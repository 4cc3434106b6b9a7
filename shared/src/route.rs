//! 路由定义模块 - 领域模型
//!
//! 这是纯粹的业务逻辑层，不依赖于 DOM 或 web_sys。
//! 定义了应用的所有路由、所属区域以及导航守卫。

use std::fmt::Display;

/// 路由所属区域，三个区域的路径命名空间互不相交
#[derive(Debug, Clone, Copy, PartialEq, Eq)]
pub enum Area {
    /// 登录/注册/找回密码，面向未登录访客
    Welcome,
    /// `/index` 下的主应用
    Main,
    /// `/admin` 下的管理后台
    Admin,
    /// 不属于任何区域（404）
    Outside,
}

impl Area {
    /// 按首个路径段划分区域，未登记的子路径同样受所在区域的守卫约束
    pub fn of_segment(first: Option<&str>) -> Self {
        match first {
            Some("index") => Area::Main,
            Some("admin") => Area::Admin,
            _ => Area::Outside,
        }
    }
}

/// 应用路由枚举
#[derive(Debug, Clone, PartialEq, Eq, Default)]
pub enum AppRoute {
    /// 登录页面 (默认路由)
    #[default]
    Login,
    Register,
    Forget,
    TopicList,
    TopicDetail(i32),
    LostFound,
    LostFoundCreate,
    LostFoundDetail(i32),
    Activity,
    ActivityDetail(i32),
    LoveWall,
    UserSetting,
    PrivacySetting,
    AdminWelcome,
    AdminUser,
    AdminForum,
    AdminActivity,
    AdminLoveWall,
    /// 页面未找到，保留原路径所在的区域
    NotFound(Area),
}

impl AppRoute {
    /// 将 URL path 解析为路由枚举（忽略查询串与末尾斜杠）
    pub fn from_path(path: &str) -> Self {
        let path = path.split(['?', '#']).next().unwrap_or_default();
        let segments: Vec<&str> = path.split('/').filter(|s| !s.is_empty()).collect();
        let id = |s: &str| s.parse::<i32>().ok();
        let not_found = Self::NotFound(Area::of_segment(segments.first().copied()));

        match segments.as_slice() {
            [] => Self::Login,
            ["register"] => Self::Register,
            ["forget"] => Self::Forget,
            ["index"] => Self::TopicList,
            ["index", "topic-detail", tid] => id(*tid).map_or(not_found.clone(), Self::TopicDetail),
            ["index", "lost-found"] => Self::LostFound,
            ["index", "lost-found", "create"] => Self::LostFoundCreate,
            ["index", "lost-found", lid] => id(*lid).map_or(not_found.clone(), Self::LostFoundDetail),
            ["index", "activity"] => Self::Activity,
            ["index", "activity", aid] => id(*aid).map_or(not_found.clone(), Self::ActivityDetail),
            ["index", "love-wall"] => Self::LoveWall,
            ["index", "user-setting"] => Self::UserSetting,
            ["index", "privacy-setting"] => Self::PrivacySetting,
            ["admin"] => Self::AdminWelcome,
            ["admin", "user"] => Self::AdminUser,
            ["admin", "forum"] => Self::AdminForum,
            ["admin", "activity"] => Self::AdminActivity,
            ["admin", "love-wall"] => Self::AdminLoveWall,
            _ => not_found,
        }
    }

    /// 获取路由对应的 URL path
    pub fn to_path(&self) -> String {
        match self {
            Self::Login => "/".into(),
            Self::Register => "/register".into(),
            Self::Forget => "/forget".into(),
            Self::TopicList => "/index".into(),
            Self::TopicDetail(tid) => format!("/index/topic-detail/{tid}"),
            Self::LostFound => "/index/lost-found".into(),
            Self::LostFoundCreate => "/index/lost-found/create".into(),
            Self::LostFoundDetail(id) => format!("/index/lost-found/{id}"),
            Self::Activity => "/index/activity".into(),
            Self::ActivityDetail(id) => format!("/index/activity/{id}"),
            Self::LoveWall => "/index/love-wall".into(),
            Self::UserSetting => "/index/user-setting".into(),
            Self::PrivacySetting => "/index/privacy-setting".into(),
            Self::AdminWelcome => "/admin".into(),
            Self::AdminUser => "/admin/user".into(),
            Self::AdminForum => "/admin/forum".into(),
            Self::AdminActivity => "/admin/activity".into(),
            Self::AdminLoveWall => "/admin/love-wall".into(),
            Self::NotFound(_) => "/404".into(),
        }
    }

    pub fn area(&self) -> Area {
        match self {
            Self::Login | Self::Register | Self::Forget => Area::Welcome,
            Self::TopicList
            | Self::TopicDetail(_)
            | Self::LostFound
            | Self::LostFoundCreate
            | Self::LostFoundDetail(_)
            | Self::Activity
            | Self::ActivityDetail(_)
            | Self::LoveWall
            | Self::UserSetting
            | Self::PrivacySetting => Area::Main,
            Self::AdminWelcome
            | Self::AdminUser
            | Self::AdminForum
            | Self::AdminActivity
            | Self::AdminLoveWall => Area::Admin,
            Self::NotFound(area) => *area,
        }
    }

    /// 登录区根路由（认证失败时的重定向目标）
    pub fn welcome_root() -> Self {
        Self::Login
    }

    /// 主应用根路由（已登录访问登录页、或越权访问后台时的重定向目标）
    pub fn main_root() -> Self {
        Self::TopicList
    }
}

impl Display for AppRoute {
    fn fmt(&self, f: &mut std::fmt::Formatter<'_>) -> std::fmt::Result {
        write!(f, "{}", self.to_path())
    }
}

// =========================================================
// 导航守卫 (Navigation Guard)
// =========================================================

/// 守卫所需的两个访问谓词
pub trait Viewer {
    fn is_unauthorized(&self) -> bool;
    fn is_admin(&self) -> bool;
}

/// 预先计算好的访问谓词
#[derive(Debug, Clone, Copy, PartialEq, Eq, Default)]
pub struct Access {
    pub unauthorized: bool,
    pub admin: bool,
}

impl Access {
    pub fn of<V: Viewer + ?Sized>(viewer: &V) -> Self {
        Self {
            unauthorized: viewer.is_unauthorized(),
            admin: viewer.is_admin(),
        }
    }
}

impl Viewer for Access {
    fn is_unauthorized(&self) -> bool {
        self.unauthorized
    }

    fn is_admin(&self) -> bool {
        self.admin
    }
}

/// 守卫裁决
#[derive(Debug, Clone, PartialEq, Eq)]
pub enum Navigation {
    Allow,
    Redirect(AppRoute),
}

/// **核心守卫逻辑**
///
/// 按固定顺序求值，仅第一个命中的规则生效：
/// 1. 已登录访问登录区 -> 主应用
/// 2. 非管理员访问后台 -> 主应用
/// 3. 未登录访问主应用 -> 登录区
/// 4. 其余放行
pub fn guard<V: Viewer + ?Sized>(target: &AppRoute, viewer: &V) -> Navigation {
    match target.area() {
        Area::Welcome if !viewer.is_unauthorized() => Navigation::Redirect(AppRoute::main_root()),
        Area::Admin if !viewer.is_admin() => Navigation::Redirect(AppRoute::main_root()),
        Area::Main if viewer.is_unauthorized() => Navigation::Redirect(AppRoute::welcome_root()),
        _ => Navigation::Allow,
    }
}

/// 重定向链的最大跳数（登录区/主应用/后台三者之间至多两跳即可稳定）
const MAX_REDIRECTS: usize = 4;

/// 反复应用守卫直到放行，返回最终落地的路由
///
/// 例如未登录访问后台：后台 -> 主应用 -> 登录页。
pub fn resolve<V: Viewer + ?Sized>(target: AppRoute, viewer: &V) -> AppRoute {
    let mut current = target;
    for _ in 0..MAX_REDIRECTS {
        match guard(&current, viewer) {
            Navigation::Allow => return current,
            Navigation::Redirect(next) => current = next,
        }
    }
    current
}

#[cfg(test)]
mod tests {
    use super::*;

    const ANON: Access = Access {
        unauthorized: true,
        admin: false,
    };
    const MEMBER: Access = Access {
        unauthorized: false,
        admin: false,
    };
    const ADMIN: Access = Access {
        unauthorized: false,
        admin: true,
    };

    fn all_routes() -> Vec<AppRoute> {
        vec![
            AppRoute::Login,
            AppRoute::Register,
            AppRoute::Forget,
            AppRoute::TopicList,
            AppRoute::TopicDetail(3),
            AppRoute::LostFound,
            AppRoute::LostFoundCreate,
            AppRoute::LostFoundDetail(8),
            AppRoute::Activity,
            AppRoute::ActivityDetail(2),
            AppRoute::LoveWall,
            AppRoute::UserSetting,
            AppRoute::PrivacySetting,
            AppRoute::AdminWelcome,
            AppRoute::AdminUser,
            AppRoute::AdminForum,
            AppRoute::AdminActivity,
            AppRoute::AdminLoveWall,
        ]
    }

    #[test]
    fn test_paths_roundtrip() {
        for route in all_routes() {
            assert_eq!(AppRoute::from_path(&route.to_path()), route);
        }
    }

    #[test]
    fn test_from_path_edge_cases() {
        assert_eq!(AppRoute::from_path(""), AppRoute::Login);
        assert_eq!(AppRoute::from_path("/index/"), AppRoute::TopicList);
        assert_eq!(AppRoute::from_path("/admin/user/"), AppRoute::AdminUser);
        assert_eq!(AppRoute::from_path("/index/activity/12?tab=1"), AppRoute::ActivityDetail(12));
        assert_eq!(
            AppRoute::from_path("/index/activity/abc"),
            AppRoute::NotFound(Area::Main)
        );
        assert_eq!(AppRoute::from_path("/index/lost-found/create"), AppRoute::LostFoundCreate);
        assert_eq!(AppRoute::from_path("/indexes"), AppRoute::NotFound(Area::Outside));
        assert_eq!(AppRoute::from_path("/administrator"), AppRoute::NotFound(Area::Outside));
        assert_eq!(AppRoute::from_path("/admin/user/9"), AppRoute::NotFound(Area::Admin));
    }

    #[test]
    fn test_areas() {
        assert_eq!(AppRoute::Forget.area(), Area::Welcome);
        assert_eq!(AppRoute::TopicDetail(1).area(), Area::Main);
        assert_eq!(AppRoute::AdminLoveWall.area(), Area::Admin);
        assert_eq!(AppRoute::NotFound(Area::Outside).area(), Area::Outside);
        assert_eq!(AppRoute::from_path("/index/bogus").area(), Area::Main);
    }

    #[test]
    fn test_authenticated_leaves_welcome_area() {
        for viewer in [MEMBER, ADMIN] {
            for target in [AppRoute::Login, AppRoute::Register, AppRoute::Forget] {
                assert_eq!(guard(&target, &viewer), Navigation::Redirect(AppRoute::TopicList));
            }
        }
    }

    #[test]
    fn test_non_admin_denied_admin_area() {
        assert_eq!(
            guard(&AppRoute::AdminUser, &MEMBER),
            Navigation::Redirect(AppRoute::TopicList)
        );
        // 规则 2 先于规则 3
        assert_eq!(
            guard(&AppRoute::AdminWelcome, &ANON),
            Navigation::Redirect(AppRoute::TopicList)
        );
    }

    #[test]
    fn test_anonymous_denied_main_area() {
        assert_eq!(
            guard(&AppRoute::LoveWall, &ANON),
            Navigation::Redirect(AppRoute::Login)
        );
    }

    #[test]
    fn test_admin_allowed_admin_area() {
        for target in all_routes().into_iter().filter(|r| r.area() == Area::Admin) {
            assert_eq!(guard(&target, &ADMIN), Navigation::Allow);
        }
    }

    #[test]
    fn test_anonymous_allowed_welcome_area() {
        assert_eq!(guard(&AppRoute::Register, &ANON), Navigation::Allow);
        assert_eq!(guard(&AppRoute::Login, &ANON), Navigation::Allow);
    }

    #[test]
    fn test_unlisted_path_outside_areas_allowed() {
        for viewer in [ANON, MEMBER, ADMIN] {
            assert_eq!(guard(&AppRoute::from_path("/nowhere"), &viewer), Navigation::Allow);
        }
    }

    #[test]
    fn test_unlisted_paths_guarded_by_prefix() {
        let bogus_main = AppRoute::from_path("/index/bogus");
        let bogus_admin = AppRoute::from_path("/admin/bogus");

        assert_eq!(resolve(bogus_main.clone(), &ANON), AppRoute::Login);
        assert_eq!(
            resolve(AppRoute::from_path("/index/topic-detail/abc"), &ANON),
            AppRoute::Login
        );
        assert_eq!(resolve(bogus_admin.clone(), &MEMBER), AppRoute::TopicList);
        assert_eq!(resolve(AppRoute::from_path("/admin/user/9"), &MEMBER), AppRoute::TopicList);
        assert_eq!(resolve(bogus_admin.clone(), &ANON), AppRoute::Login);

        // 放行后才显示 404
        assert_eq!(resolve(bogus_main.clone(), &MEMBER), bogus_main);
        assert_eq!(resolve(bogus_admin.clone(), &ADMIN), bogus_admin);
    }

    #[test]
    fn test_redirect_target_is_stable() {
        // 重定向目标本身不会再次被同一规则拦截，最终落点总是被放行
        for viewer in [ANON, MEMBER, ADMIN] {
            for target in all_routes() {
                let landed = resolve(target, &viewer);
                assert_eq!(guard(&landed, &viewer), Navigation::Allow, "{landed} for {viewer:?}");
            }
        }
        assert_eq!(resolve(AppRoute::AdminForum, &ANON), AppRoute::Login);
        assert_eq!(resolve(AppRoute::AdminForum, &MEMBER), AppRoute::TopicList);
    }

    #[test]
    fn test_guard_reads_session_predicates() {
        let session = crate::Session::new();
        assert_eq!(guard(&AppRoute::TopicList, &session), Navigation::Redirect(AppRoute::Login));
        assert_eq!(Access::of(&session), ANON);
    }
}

════════════════════

[Exercise prompt]: Lines containing "match" in the records above: how many are there? Give only the number.

[Answer for the task]: 6